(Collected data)
/*
    Copyright © 2024, ParallelChain Lab
    Licensed under the Apache License, Version 2.0: http://www.apache.org/licenses/LICENSE-2.0
*/

//! [Trait definition](CoreRpc) for the subset of Core's JSON-RPC interface Drive depends on.
//!
//! The library user may provide their own implementation (for example, one multiplexing several Core
//! nodes), or use the bundled [`JsonRpcCoreClient`](super::JsonRpcCoreClient).

use std::fmt::{self, Display, Formatter};

use serde::Deserialize;

use crate::types::{
    chain_lock::ChainLock,
    data_types::{CoreHeight, CryptoHash},
    masternode::{LlmqType, ProRegTxPayload, SimplifiedMNListDiff},
    validator_set::QuorumInfo,
};

/// Code Core returns when a block, transaction, or key it was asked for is unknown to it.
pub const RPC_INVALID_ADDRESS_OR_KEY: i64 = -5;

pub trait CoreRpc: Send + Sync + 'static {
    /// `getbestchainlock`: the chain lock with the greatest height Core has seen.
    fn get_best_chain_lock(&self) -> Result<ChainLock, CoreRpcError>;

    /// `getblock <hash>`: fails with [`RPC_INVALID_ADDRESS_OR_KEY`] if Core does not have the block yet.
    fn get_block(&self, hash: &CryptoHash) -> Result<CoreBlock, CoreRpcError>;

    /// `getblockhash <height>`.
    fn get_block_hash(&self, height: CoreHeight) -> Result<CryptoHash, CoreRpcError>;

    /// `getblockcount`: height of the tip of Core's best chain.
    fn get_block_count(&self) -> Result<CoreHeight, CoreRpcError>;

    /// `getblockchaininfo`.
    fn get_blockchain_info(&self) -> Result<BlockchainInfo, CoreRpcError>;

    /// `getrawtransaction <id>`: the transaction's raw bytes.
    fn get_raw_transaction(&self, id: &CryptoHash) -> Result<Vec<u8>, CoreRpcError>;

    /// `getrawtransaction <id> 1`, reading the ProRegTx special payload out of the verbose result.
    fn get_pro_reg_tx_payload(
        &self,
        pro_reg_tx_hash: &CryptoHash,
    ) -> Result<ProRegTxPayload, CoreRpcError>;

    /// `sendrawtransaction <hex>`: returns the id of the relayed transaction.
    fn send_raw_transaction(&self, transaction: &[u8]) -> Result<CryptoHash, CoreRpcError>;

    /// `protx diff <base> <block>`.
    fn protx_diff(
        &self,
        base: CoreHeight,
        block: CoreHeight,
    ) -> Result<SimplifiedMNListDiff, CoreRpcError>;

    /// `quorum info <type> <hash>`.
    fn quorum_info(
        &self,
        llmq_type: LlmqType,
        quorum_hash: &CryptoHash,
    ) -> Result<QuorumInfo, CoreRpcError>;

    /// `mnsync status`.
    fn mnsync_status(&self) -> Result<MnSyncStatus, CoreRpcError>;

    /// `verifychainlock <hash> <signature> <height>`.
    fn verify_chain_lock(&self, chain_lock: &ChainLock) -> Result<bool, CoreRpcError>;
}

/// The part of a verbose `getblock` result Drive reads.
#[derive(Clone, Debug, PartialEq, Eq, Deserialize)]
pub struct CoreBlock {
    pub hash: CryptoHash,
    pub height: CoreHeight,
}

#[derive(Clone, Debug, PartialEq, Eq, Deserialize)]
pub struct BlockchainInfo {
    pub chain: String,
    pub blocks: CoreHeight,
    #[serde(rename = "bestblockhash")]
    pub best_block_hash: CryptoHash,
    #[serde(rename = "initialblockdownload", default)]
    pub initial_block_download: bool,
}

#[derive(Clone, Debug, PartialEq, Eq, Deserialize)]
pub struct MnSyncStatus {
    #[serde(rename = "AssetName")]
    pub asset_name: String,
    #[serde(rename = "IsBlockchainSynced", default)]
    pub is_blockchain_synced: bool,
    #[serde(rename = "IsSynced")]
    pub is_synced: bool,
}

#[derive(Clone, Debug, PartialEq, Eq)]
pub enum CoreRpcError {
    /// The request never got a JSON-RPC response: connection refused, timeout, HTTP error status.
    Transport(String),
    /// Core answered with a JSON-RPC error object.
    Rpc { code: i64, message: String },
    /// Core's answer could not be decoded into the expected type.
    Decode(String),
}

impl CoreRpcError {
    pub fn is_not_found(&self) -> bool {
        matches!(self, CoreRpcError::Rpc { code, .. } if *code == RPC_INVALID_ADDRESS_OR_KEY)
    }
}

impl Display for CoreRpcError {
    fn fmt(&self, f: &mut Formatter<'_>) -> fmt::Result {
        match self {
            CoreRpcError::Transport(message) => write!(f, "core rpc transport error: {}", message),
            CoreRpcError::Rpc { code, message } => {
                write!(f, "core rpc error {}: {}", code, message)
            }
            CoreRpcError::Decode(message) => {
                write!(f, "core rpc response could not be decoded: {}", message)
            }
        }
    }
}

impl std::error::Error for CoreRpcError {}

## [EXERCISE OBJECTIVE]
Once you have read the records, write every one of them out again exactly.

## [WORKED SOLUTION]
/*
    Copyright © 2024, ParallelChain Lab
    Licensed under the Apache License, Version 2.0: http://www.apache.org/licenses/LICENSE-2.0
*/

//! [Trait definition](CoreRpc) for the subset of Core's JSON-RPC interface Drive depends on.
//!
//! The library user may provide their own implementation (for example, one multiplexing several Core
//! nodes), or use the bundled [`JsonRpcCoreClient`](super::JsonRpcCoreClient).

use std::fmt::{self, Display, Formatter};

use serde::Deserialize;

use crate::types::{
    chain_lock::ChainLock,
    data_types::{CoreHeight, CryptoHash},
    masternode::{LlmqType, ProRegTxPayload, SimplifiedMNListDiff},
    validator_set::QuorumInfo,
};

/// Code Core returns when a block, transaction, or key it was asked for is unknown to it.
pub const RPC_INVALID_ADDRESS_OR_KEY: i64 = -5;

pub trait CoreRpc: Send + Sync + 'static {
    /// `getbestchainlock`: the chain lock with the greatest height Core has seen.
    fn get_best_chain_lock(&self) -> Result<ChainLock, CoreRpcError>;

    /// `getblock <hash>`: fails with [`RPC_INVALID_ADDRESS_OR_KEY`] if Core does not have the block yet.
    fn get_block(&self, hash: &CryptoHash) -> Result<CoreBlock, CoreRpcError>;

    /// `getblockhash <height>`.
    fn get_block_hash(&self, height: CoreHeight) -> Result<CryptoHash, CoreRpcError>;

    /// `getblockcount`: height of the tip of Core's best chain.
    fn get_block_count(&self) -> Result<CoreHeight, CoreRpcError>;

    /// `getblockchaininfo`.
    fn get_blockchain_info(&self) -> Result<BlockchainInfo, CoreRpcError>;

    /// `getrawtransaction <id>`: the transaction's raw bytes.
    fn get_raw_transaction(&self, id: &CryptoHash) -> Result<Vec<u8>, CoreRpcError>;

    /// `getrawtransaction <id> 1`, reading the ProRegTx special payload out of the verbose result.
    fn get_pro_reg_tx_payload(
        &self,
        pro_reg_tx_hash: &CryptoHash,
    ) -> Result<ProRegTxPayload, CoreRpcError>;

    /// `sendrawtransaction <hex>`: returns the id of the relayed transaction.
    fn send_raw_transaction(&self, transaction: &[u8]) -> Result<CryptoHash, CoreRpcError>;

    /// `protx diff <base> <block>`.
    fn protx_diff(
        &self,
        base: CoreHeight,
        block: CoreHeight,
    ) -> Result<SimplifiedMNListDiff, CoreRpcError>;

    /// `quorum info <type> <hash>`.
    fn quorum_info(
        &self,
        llmq_type: LlmqType,
        quorum_hash: &CryptoHash,
    ) -> Result<QuorumInfo, CoreRpcError>;

    /// `mnsync status`.
    fn mnsync_status(&self) -> Result<MnSyncStatus, CoreRpcError>;

    /// `verifychainlock <hash> <signature> <height>`.
    fn verify_chain_lock(&self, chain_lock: &ChainLock) -> Result<bool, CoreRpcError>;
}

/// The part of a verbose `getblock` result Drive reads.
#[derive(Clone, Debug, PartialEq, Eq, Deserialize)]
pub struct CoreBlock {
    pub hash: CryptoHash,
    pub height: CoreHeight,
}

#[derive(Clone, Debug, PartialEq, Eq, Deserialize)]
pub struct BlockchainInfo {
    pub chain: String,
    pub blocks: CoreHeight,
    #[serde(rename = "bestblockhash")]
    pub best_block_hash: CryptoHash,
    #[serde(rename = "initialblockdownload", default)]
    pub initial_block_download: bool,
}

#[derive(Clone, Debug, PartialEq, Eq, Deserialize)]
pub struct MnSyncStatus {
    #[serde(rename = "AssetName")]
    pub asset_name: String,
    #[serde(rename = "IsBlockchainSynced", default)]
    pub is_blockchain_synced: bool,
    #[serde(rename = "IsSynced")]
    pub is_synced: bool,
}

#[derive(Clone, Debug, PartialEq, Eq)]
pub enum CoreRpcError {
    /// The request never got a JSON-RPC response: connection refused, timeout, HTTP error status.
    Transport(String),
    /// Core answered with a JSON-RPC error object.
    Rpc { code: i64, message: String },
    /// Core's answer could not be decoded into the expected type.
    Decode(String),
}

impl CoreRpcError {
    pub fn is_not_found(&self) -> bool {
        matches!(self, CoreRpcError::Rpc { code, .. } if *code == RPC_INVALID_ADDRESS_OR_KEY)
    }
}

impl Display for CoreRpcError {
    fn fmt(&self, f: &mut Formatter<'_>) -> fmt::Result {
        match self {
            CoreRpcError::Transport(message) => write!(f, "core rpc transport error: {}", message),
            CoreRpcError::Rpc { code, message } => {
                write!(f, "core rpc error {}: {}", code, message)
            }
            CoreRpcError::Decode(message) => {
                write!(f, "core rpc response could not be decoded: {}", message)
            }
        }
    }
}

impl std::error::Error for CoreRpcError {}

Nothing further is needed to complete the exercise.